Skip to content

KSKTYM/E2E-refined-dataset

Repository files navigation

E2E refined dataset

This is an refined dataset of the E2E dataset.

Authors: Keisuke Toyama, Katsuhito Sudoh, Satoshi Nakamura

Description

The E2E dataset is a very popular dataset for MR-to-text. The dataset consists of a set of pairs of a British English sentence and a corresponding MR in a restaurant recommendation domain. However, some of the MR-text pairs suffer from the following errors: "deletion" (an MR is not reflected in the text), "insertion" (an MR whose value is empty appears in the text with an unintended value), and "substitution" (an MR value is replaced in the text). Since such errors affect the quality of MR-to-text systems, they must be fixed as much as possible. Therefore, we developed a refined dataset and some python programs that convert the original E2E dataset into a refined dataset.

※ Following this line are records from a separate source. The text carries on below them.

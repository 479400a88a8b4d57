//! Greypot CLI entry point.
//!
//! This binary is the composition root. Responsibilities:
//!
//! 1. **Parse arguments** with `clap`, including environment fallbacks.
//! 2. **Load configuration** from `greypot.toml` (or `--config`) and layer the
//!    command-line overrides on top.
//! 3. **Wire observability**: `tracing-subscriber` with a human or JSON layer,
//!    plus an OpenTelemetry OTLP exporter when one is configured.
//! 4. **Construct infrastructure**: one [`studio_client::StudioClient`] per
//!    run, built from an explicit config.
//! 5. **Run** a single generation and report the outcome on stdout.

mod config;
mod error;
mod observability;
mod run;

use std::path::PathBuf;

use anyhow::Context;
use clap::Parser;
use studio_client::StudioClient;
use tracing::debug;

use crate::config::{CliConfig, FileConfig};
use crate::run::{GenerationPlan, DEFAULT_OUTPUT_FILE};

/// Render a template on a Greypot Studio service and save the generated PDF.
#[derive(Parser, Debug)]
#[command(name = "greypot")]
#[command(version)]
struct Args {
    /// Template file to render (e.g. an HTML file)
    template: PathBuf,

    /// Template name sent to the service; defaults to the template's file name
    #[arg(short, long)]
    name: Option<String>,

    /// JSON file with the data rendered into the template
    #[arg(short, long)]
    data: Option<PathBuf>,

    /// Where to save the generated document
    #[arg(short, long, default_value = DEFAULT_OUTPUT_FILE)]
    output: PathBuf,

    /// Configuration file (defaults to ./greypot.toml when present)
    #[arg(short, long)]
    config: Option<PathBuf>,

    /// Base address of the Greypot Studio API
    #[arg(long, env = "GREYPOT_API_URL")]
    api_url: Option<String>,

    /// Abort the generation call after this many seconds
    #[arg(long, env = "GREYPOT_TIMEOUT_SECS")]
    timeout_secs: Option<u64>,

    /// Emit logs as JSON lines
    #[arg(long)]
    log_json: bool,
}

#[tokio::main]
async fn main() -> anyhow::Result<()> {
    let args = Args::parse();
    let telemetry = observability::init(args.log_json)?;

    let result = execute(args).await;

    telemetry.shutdown();
    result
}

async fn execute(args: Args) -> anyhow::Result<()> {
    let file = FileConfig::load(args.config.as_deref())?;
    let config = CliConfig::resolve(file, args.api_url, args.timeout_secs);
    debug!(api_url = %config.api_url, timeout = ?config.timeout, "Resolved configuration");

    let client = StudioClient::new(config.client_config())
        .with_context(|| format!("Failed to create client for {}", config.api_url))?;

    let plan = GenerationPlan {
        template_path: args.template,
        template_name: args.name,
        data_path: args.data,
        output_path: args.output,
    };

    let summary = run::run(&client, &plan).await?;
    debug!(bytes = summary.bytes, "Run complete");

    println!("Report ID: {}", summary.report_id);
    println!("Type: {}", summary.artifact_type);
    println!("PDF saved as {}", summary.output_path.display());
    Ok(())
}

We also provided the following additional annotations:

  1. "MR order" (order): the order of the mentions of MR values in corresponding sentences
  2. "Number of sentences" (num_sen): the number of sentences included in the text part
  3. "Sentence indexes" (idx_sen): an index of sentences that include the corresponding MR values

Dataset

https://github.com/KSKTYM/E2E-refined-dataset/blob/main/release/e2e_refined_dataset_v1_0_0.zip

Python Programs

Development Environment

  • OS
    • Ubuntu 20.04
  • Python
    • 3.8.10

Usage

  1. download the E2E dataset
$ ./EXE0-GET-E2E-DATASET.sh
  1. convert csv files to json files
$ ./EXE1-CONV-CSV2JSON.sh
  1. correct text data
$ ./EXE2-CORRECT-TXT.sh
  1. correct MR data
$ ./EXE3-CORRECT-MR.sh
  1. convert json files to csv files
$ ./EXE4-CONV-JSON2CSV.sh
  1. collect the generated dataset and pack them in a zip file
$ ./EXE5-MAKE-RELEASE-PACKAGE.sh

You can execute these process with one command as

$ ./EXE-ALL.sh

Error Analysis

$ cd error_analysis
$ ./EXE-e2e-dataset.sh
$ ./EXE-cleaned-dataset.sh
$ ./EXE-enriched-dataset.sh

Citing

If you use this dataset in your work, please cite the following papers:

@inproceedings{novikova2017e2e,
  title={The {E2E} Dataset: New Challenges for End-to-End Generation},
  author={Novikova, Jekaterina and Du{\v{s}}ek, Ondrej and Rieser, Verena},
  booktitle={Proceedings of the 18th Annual Meeting of the Special Interest 
             Group on Discourse and Dialogue},
  address={Saarbr\"ucken, Germany},
  year={2017},
  note={arXiv:1706.09254},
  url={https://arxiv.org/abs/1706.09254},
}

Version

  • 2022/07/14 version 0.8.0
  • 2022/09/28 version 0.9.0 (prerelease version)
  • 2022/11/01 version 1.0.0 (initial version)

License

Distributed under the Creative Common 4.0 Attribution-ShareAlike License (CC4.0-BY-SA).